[Directions for this task] Tally the lines in the listing below that contain the string "cloned", and state only the total.

____ Data

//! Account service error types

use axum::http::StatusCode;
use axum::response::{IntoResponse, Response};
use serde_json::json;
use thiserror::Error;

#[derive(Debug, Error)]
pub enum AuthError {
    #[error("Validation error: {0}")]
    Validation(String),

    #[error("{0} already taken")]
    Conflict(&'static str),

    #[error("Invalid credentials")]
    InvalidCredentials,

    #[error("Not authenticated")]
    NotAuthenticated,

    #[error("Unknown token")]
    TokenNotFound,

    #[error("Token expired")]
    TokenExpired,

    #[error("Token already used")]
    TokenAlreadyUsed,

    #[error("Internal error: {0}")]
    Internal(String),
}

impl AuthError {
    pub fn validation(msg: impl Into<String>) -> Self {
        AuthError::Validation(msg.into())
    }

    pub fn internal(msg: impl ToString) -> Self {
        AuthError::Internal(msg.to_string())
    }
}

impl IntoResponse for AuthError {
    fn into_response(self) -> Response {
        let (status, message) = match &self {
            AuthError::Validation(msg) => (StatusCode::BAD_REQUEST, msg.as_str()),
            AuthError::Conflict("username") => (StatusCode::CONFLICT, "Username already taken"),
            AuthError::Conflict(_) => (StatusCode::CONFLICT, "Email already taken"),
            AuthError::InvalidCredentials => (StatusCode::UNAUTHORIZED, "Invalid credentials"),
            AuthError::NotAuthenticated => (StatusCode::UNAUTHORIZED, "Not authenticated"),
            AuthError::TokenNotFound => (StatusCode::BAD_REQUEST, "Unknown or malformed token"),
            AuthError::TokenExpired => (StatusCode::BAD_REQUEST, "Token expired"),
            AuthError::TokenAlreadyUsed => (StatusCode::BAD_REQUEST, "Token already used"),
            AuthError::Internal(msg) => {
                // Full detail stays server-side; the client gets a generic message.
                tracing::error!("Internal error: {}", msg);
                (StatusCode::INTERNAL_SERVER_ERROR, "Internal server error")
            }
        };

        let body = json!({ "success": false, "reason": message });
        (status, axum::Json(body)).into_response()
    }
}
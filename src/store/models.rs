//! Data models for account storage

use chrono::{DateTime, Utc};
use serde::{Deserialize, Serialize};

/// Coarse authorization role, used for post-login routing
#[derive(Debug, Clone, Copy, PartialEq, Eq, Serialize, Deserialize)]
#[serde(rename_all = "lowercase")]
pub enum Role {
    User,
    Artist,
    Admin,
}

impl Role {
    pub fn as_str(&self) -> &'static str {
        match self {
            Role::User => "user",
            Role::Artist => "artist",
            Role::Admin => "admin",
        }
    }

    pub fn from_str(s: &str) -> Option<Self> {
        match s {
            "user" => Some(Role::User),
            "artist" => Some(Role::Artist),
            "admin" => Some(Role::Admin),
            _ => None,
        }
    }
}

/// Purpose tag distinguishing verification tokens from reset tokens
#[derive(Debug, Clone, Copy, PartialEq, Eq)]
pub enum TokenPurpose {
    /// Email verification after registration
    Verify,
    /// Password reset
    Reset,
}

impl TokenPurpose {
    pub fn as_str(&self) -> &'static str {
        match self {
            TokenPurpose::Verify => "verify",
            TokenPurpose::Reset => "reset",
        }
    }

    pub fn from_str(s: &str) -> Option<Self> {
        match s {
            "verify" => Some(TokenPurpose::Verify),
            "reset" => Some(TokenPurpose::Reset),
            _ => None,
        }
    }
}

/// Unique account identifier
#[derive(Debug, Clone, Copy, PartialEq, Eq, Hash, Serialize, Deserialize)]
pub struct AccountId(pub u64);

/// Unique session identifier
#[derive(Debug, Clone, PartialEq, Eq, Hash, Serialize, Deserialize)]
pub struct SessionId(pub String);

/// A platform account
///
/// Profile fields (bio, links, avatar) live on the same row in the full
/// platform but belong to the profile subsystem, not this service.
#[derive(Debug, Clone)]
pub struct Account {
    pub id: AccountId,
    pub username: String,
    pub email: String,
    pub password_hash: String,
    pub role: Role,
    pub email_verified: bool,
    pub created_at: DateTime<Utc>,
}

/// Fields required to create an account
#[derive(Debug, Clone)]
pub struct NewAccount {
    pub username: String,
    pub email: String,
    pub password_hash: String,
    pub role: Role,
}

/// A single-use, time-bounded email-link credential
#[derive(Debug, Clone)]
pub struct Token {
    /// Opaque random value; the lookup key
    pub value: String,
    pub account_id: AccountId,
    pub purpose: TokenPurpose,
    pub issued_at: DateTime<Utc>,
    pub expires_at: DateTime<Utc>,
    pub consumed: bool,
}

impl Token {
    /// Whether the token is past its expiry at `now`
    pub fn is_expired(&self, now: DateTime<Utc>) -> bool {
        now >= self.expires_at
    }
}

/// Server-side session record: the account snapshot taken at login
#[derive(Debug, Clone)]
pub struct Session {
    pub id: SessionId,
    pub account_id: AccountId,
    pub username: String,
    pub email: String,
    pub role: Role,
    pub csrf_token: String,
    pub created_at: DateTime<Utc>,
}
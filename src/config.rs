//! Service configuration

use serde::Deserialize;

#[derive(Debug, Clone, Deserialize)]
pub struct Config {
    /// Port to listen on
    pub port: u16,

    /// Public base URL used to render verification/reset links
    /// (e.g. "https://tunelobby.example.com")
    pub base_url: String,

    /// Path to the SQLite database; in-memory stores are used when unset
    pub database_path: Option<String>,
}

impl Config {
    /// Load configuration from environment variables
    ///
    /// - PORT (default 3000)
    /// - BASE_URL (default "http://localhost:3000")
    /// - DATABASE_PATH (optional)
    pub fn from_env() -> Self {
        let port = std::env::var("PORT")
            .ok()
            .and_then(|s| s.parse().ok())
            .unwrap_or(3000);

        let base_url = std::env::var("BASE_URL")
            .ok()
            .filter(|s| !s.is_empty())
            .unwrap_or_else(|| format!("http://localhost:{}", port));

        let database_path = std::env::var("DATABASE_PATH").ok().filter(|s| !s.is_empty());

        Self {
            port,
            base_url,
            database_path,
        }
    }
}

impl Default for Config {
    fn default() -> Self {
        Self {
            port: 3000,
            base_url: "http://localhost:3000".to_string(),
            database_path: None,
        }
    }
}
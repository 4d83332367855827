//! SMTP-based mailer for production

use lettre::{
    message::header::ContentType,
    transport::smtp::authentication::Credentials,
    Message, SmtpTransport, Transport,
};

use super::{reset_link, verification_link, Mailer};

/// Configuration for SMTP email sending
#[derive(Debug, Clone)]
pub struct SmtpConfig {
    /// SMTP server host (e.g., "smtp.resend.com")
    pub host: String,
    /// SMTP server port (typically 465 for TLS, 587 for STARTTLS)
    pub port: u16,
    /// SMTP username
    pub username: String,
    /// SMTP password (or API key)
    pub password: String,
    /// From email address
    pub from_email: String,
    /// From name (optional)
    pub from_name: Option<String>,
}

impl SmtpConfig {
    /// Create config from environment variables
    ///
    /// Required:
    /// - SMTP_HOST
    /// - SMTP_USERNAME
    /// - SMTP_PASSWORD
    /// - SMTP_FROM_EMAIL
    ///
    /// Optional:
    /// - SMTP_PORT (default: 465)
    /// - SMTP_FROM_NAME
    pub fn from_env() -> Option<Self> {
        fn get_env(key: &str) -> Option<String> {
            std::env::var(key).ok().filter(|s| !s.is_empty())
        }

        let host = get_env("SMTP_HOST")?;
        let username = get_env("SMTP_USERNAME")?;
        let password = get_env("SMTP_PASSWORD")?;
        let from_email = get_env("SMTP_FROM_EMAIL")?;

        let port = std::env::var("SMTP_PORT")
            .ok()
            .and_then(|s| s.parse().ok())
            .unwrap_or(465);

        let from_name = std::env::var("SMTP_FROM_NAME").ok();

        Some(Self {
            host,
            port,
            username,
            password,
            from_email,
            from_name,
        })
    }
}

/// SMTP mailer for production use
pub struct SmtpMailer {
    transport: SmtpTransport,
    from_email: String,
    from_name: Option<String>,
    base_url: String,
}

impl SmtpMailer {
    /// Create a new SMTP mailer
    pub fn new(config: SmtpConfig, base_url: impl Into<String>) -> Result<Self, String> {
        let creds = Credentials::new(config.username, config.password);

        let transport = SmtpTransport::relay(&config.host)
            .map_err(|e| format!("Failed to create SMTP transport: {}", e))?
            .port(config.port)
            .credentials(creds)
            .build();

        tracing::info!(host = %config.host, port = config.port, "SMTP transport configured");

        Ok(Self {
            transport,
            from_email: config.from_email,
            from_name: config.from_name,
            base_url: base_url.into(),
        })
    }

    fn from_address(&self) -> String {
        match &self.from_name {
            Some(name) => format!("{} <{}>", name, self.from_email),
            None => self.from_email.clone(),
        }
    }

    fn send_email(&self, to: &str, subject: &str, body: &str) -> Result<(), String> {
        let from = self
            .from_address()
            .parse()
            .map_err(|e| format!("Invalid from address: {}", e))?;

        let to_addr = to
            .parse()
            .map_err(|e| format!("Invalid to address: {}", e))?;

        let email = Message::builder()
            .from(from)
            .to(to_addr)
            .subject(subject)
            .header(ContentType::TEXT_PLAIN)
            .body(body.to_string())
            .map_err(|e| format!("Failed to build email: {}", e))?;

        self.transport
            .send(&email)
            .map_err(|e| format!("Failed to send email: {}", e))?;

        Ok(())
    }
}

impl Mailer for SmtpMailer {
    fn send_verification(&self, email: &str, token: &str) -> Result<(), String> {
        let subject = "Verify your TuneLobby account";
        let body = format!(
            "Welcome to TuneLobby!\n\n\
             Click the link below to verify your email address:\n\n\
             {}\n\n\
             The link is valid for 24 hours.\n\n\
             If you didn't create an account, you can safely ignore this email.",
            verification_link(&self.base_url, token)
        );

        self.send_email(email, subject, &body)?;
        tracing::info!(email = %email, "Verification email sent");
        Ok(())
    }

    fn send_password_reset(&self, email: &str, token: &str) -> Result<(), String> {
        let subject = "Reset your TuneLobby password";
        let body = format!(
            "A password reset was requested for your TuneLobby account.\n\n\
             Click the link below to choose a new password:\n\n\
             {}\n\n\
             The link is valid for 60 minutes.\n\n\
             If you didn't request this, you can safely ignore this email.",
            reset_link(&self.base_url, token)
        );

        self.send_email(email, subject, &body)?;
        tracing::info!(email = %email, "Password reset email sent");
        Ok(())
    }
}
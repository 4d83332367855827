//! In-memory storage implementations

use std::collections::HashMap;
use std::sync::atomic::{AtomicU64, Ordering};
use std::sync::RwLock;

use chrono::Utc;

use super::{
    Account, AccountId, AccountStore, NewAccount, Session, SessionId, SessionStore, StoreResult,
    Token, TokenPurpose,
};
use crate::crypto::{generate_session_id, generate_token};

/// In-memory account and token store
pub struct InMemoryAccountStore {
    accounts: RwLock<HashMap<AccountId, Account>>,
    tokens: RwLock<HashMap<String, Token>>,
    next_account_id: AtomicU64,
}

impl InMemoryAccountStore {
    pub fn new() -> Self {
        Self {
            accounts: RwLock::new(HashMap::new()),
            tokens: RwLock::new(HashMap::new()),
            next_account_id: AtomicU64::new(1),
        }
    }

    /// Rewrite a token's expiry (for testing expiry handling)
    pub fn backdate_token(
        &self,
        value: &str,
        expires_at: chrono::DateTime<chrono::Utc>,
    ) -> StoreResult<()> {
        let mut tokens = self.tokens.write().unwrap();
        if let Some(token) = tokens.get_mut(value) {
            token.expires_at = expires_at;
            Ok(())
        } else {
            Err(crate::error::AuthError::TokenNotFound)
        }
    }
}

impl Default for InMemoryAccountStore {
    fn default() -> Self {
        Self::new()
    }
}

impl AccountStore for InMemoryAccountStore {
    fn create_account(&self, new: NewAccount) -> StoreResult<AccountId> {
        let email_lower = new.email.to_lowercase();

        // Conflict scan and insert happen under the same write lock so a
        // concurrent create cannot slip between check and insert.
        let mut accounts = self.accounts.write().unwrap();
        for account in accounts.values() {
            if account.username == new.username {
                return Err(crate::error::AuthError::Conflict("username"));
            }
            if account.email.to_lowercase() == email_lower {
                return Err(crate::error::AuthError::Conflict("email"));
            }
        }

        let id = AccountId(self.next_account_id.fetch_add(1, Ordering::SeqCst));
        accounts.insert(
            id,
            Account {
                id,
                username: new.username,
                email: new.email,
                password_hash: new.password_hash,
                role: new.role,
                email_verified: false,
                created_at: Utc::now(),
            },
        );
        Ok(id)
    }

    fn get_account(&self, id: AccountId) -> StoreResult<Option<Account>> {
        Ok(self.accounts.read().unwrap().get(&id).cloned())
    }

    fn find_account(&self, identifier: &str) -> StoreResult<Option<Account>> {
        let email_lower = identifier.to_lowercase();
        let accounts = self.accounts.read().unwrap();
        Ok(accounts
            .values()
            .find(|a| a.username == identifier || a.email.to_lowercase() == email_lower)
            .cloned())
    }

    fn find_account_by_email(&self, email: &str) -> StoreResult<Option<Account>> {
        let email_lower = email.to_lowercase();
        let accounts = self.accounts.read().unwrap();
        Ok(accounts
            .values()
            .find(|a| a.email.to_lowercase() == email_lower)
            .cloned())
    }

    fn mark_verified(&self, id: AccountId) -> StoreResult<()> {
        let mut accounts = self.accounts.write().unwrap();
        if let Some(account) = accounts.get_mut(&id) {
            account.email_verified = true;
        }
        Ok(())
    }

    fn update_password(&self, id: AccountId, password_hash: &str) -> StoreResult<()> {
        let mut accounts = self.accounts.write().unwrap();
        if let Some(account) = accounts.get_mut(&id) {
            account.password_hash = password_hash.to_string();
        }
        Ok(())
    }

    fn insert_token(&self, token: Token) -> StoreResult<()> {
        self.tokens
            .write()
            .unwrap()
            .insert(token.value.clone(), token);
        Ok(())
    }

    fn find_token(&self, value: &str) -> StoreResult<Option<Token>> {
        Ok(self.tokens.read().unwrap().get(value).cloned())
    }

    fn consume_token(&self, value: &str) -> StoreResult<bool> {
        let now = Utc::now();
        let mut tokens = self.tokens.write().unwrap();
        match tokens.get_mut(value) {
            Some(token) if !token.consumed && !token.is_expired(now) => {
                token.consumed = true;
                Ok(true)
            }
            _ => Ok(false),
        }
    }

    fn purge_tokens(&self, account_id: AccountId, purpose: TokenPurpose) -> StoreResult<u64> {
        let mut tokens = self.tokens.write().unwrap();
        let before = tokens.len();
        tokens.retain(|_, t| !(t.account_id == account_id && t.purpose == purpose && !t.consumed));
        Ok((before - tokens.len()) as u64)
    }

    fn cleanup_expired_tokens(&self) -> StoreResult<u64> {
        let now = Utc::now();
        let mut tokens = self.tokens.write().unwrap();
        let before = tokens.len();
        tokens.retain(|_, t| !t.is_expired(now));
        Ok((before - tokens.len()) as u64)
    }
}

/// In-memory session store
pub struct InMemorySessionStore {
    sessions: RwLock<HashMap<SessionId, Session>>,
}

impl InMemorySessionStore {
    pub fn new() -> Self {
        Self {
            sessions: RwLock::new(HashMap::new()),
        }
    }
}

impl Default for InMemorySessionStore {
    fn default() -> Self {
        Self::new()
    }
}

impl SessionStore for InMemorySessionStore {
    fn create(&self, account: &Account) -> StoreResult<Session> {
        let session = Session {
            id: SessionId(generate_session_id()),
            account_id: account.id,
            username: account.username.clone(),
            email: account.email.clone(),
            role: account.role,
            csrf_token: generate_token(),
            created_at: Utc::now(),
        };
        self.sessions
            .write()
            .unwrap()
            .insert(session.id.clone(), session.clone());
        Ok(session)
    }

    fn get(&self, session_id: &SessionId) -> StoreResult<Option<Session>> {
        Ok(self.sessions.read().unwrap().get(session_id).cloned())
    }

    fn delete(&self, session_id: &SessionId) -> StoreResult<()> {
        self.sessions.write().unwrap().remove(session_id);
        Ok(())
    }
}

________

[Reply to the exercise] 5